//! The recipe transformer: a decoder-only model instantiated from a
//! resolved [`ModelConfig`](crate::ModelConfig) and checkpoint
//! parameters.
//!
//! Token embedding scaled by sqrt(d_model), fixed sinusoidal positional
//! encoding, post-norm blocks of causal multi-head self-attention and a
//! ReLU feed-forward, a final layer norm and a linear head over the
//! vocabulary. Dropout layers exist per config but always run in
//! inference mode.

use candle_core::{DType, Device, Result as CandleResult, Tensor, D};
use candle_nn::{
    embedding, layer_norm, linear, ops, Dropout, Embedding, LayerNorm, LayerNormConfig, Linear,
    Module, VarBuilder,
};

use crate::checkpoint::{ModelConfig, ParameterSet};
use crate::error::{Error, Result};

/// Positional-encoding capacity; sequences never grow past this.
pub const MAX_POSITIONS: usize = 512;

#[derive(Debug)]
struct SelfAttention {
    q_proj: Linear,
    k_proj: Linear,
    v_proj: Linear,
    out_proj: Linear,
    n_heads: usize,
    head_dim: usize,
}

impl SelfAttention {
    fn new(config: &ModelConfig, vb: VarBuilder) -> CandleResult<Self> {
        if config.d_model % config.n_heads != 0 {
            candle_core::bail!(
                "d_model {} is not divisible by n_heads {}",
                config.d_model,
                config.n_heads
            );
        }
        let d = config.d_model;
        Ok(Self {
            q_proj: linear(d, d, vb.pp("q_proj"))?,
            k_proj: linear(d, d, vb.pp("k_proj"))?,
            v_proj: linear(d, d, vb.pp("v_proj"))?,
            out_proj: linear(d, d, vb.pp("out_proj"))?,
            n_heads: config.n_heads,
            head_dim: d / config.n_heads,
        })
    }

    fn forward(&self, x: &Tensor, mask: &Tensor) -> CandleResult<Tensor> {
        let (batch, seq_len, _) = x.dims3()?;

        let split = |t: Tensor| -> CandleResult<Tensor> {
            t.reshape((batch, seq_len, self.n_heads, self.head_dim))?
                .transpose(1, 2)?
                .contiguous()
        };
        let q = split(self.q_proj.forward(x)?)?;
        let k = split(self.k_proj.forward(x)?)?;
        let v = split(self.v_proj.forward(x)?)?;

        let scale = 1.0 / (self.head_dim as f64).sqrt();
        let scores = (q.matmul(&k.transpose(D::Minus2, D::Minus1)?.contiguous()?)? * scale)?;
        let scores = scores.broadcast_add(mask)?;
        let probs = ops::softmax_last_dim(&scores)?;

        let context = probs
            .matmul(&v)?
            .transpose(1, 2)?
            .contiguous()?
            .reshape((batch, seq_len, self.n_heads * self.head_dim))?;
        self.out_proj.forward(&context)
    }
}

#[derive(Debug)]
struct DecoderBlock {
    attn: SelfAttention,
    norm1: LayerNorm,
    norm2: LayerNorm,
    ff_up: Linear,
    ff_down: Linear,
    dropout: Dropout,
}

impl DecoderBlock {
    fn new(config: &ModelConfig, vb: VarBuilder) -> CandleResult<Self> {
        Ok(Self {
            attn: SelfAttention::new(config, vb.pp("attn"))?,
            norm1: layer_norm(config.d_model, LayerNormConfig::default(), vb.pp("norm1"))?,
            norm2: layer_norm(config.d_model, LayerNormConfig::default(), vb.pp("norm2"))?,
            ff_up: linear(config.d_model, config.d_ff, vb.pp("ff_up"))?,
            ff_down: linear(config.d_ff, config.d_model, vb.pp("ff_down"))?,
            dropout: Dropout::new(config.dropout),
        })
    }

    fn forward(&self, x: &Tensor, mask: &Tensor) -> CandleResult<Tensor> {
        // Inference only, so dropout always runs with train = false.
        let attn_out = self.dropout.forward(&self.attn.forward(x, mask)?, false)?;
        let h = self.norm1.forward(&(x + attn_out)?)?;

        let ff = self.ff_down.forward(&self.ff_up.forward(&h)?.relu()?)?;
        let ff = self.dropout.forward(&ff, false)?;
        self.norm2.forward(&(&h + ff)?)
    }
}

/// The concrete recipe-generation model.
#[derive(Debug)]
pub struct RecipeTransformer {
    embedding: Embedding,
    pos_encoding: Tensor,
    blocks: Vec<DecoderBlock>,
    norm: LayerNorm,
    lm_head: Linear,
    device: Device,
    d_model: usize,
}

impl RecipeTransformer {
    /// Build the model from a configuration and a variable builder over
    /// the checkpoint parameters.
    pub fn new(config: &ModelConfig, vb: VarBuilder) -> CandleResult<Self> {
        let device = vb.device().clone();
        let embedding = embedding(config.vocab_size, config.d_model, vb.pp("embedding"))?;
        let blocks = (0..config.n_layers)
            .map(|i| DecoderBlock::new(config, vb.pp(format!("blocks.{i}"))))
            .collect::<CandleResult<Vec<_>>>()?;
        let norm = layer_norm(config.d_model, LayerNormConfig::default(), vb.pp("norm"))?;
        let lm_head = linear(config.d_model, config.vocab_size, vb.pp("lm_head"))?;
        let pos_encoding = positional_encoding(MAX_POSITIONS, config.d_model, &device)?;

        Ok(Self {
            embedding,
            pos_encoding,
            blocks,
            norm,
            lm_head,
            device,
            d_model: config.d_model,
        })
    }

    /// Instantiate from a resolved parameter set, reporting shape or
    /// name mismatches as [`Error::ParameterMismatch`].
    pub fn from_parameters(
        config: &ModelConfig,
        params: ParameterSet,
        device: &Device,
    ) -> Result<Self> {
        let vb = VarBuilder::from_tensors(params, DType::F32, device);
        Self::new(config, vb).map_err(|e| Error::ParameterMismatch(e.to_string()))
    }

    /// Forward pass over the full current sequence.
    ///
    /// `input_ids` has shape `(1, seq_len)`; returns next-token logits
    /// for the last position, shape `(vocab_size,)`.
    pub fn forward(&self, input_ids: &Tensor) -> CandleResult<Tensor> {
        let (_batch, seq_len) = input_ids.dims2()?;

        let mut h = self.embedding.forward(input_ids)?;
        h = (h * (self.d_model as f64).sqrt())?;
        let pos = self.pos_encoding.narrow(0, 0, seq_len)?;
        h = h.broadcast_add(&pos)?;

        let mask = causal_mask(seq_len, &self.device)?;
        for block in &self.blocks {
            h = block.forward(&h, &mask)?;
        }
        let h = self.norm.forward(&h)?;
        let logits = self.lm_head.forward(&h)?;

        logits.narrow(1, seq_len - 1, 1)?.squeeze(1)?.squeeze(0)
    }

    /// Device this model lives on.
    pub fn device(&self) -> &Device {
        &self.device
    }

    /// Longest sequence the positional encoding supports.
    pub fn max_positions(&self) -> usize {
        MAX_POSITIONS
    }
}

/// Fixed sinusoidal positional encoding, shape `(max_len, d_model)`.
fn positional_encoding(max_len: usize, d_model: usize, device: &Device) -> CandleResult<Tensor> {
    let mut data = vec![0f32; max_len * d_model];
    for pos in 0..max_len {
        for i in 0..d_model {
            let exponent = (2 * (i / 2)) as f32 / d_model as f32;
            let angle = pos as f32 / 10000f32.powf(exponent);
            data[pos * d_model + i] = if i % 2 == 0 { angle.sin() } else { angle.cos() };
        }
    }
    Tensor::from_vec(data, (max_len, d_model), device)
}

/// Additive causal mask, shape `(seq_len, seq_len)`: zero on and below
/// the diagonal, negative infinity above.
fn causal_mask(seq_len: usize, device: &Device) -> CandleResult<Tensor> {
    let mut data = vec![0f32; seq_len * seq_len];
    for i in 0..seq_len {
        for j in (i + 1)..seq_len {
            data[i * seq_len + j] = f32::NEG_INFINITY;
        }
    }
    Tensor::from_vec(data, (seq_len, seq_len), device)
}

#[cfg(test)]
mod tests {
    use super::*;
    use candle_nn::VarMap;

    fn tiny_config() -> ModelConfig {
        ModelConfig {
            vocab_size: 16,
            d_model: 8,
            n_heads: 2,
            n_layers: 1,
            d_ff: 16,
            dropout: 0.1,
        }
    }

    #[test]
    fn forward_returns_vocab_sized_logits() {
        let device = Device::Cpu;
        let varmap = VarMap::new();
        let vb = VarBuilder::from_varmap(&varmap, DType::F32, &device);
        let model = RecipeTransformer::new(&tiny_config(), vb).unwrap();

        let input = Tensor::new(&[1u32, 2, 3], &device).unwrap().unsqueeze(0).unwrap();
        let logits = model.forward(&input).unwrap();
        assert_eq!(logits.dims(), &[16]);
    }

    #[test]
    fn missing_parameters_are_a_mismatch_error() {
        let device = Device::Cpu;
        let err =
            RecipeTransformer::from_parameters(&tiny_config(), ParameterSet::new(), &device)
                .unwrap_err();
        assert!(matches!(err, Error::ParameterMismatch(_)));
    }

    #[test]
    fn indivisible_head_count_is_rejected() {
        let device = Device::Cpu;
        let varmap = VarMap::new();
        let vb = VarBuilder::from_varmap(&varmap, DType::F32, &device);
        let config = ModelConfig {
            n_heads: 3,
            ..tiny_config()
        };
        assert!(RecipeTransformer::new(&config, vb).is_err());
    }
}
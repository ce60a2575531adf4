//! Error kinds for the inference pipeline.
//!
//! Every failure the pipeline can report is one of these variants; the
//! presentation layer maps each kind to a display string instead of
//! catching untyped faults.

use std::path::PathBuf;

#[derive(thiserror::Error, Debug)]
pub enum Error {
    /// Tokenizer or checkpoint file absent at its fixed path.
    #[error("artifact not found at {0}")]
    ArtifactMissing(PathBuf),

    /// Checkpoint is structurally unusable (empty parameter set,
    /// malformed metadata).
    #[error("cannot resolve model configuration: {0}")]
    ConfigResolution(String),

    /// Saved parameters are incompatible with the instantiated model.
    #[error("checkpoint parameters incompatible with model: {0}")]
    ParameterMismatch(String),

    /// No ingredients supplied.
    #[error("no ingredients supplied")]
    EmptyInput,

    /// Fault during the forward-pass / sampling loop.
    #[error("generation failed: {0}")]
    Generation(String),
}

pub type Result<T> = std::result::Result<T, Error>;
----------------------------------------
__PROBLEM TO SOLVE__:
Transcribe, with no changes, the listing above from its first line through the line with "sqrt(d_model), fixed sinusoidal positional", including that line, and stop once it is done.

__RESULT FOR THIS TASK__:
//! The recipe transformer: a decoder-only model instantiated from a
//! resolved [`ModelConfig`](crate::ModelConfig) and checkpoint
//! parameters.
//!
//! Token embedding scaled by sqrt(d_model), fixed sinusoidal positional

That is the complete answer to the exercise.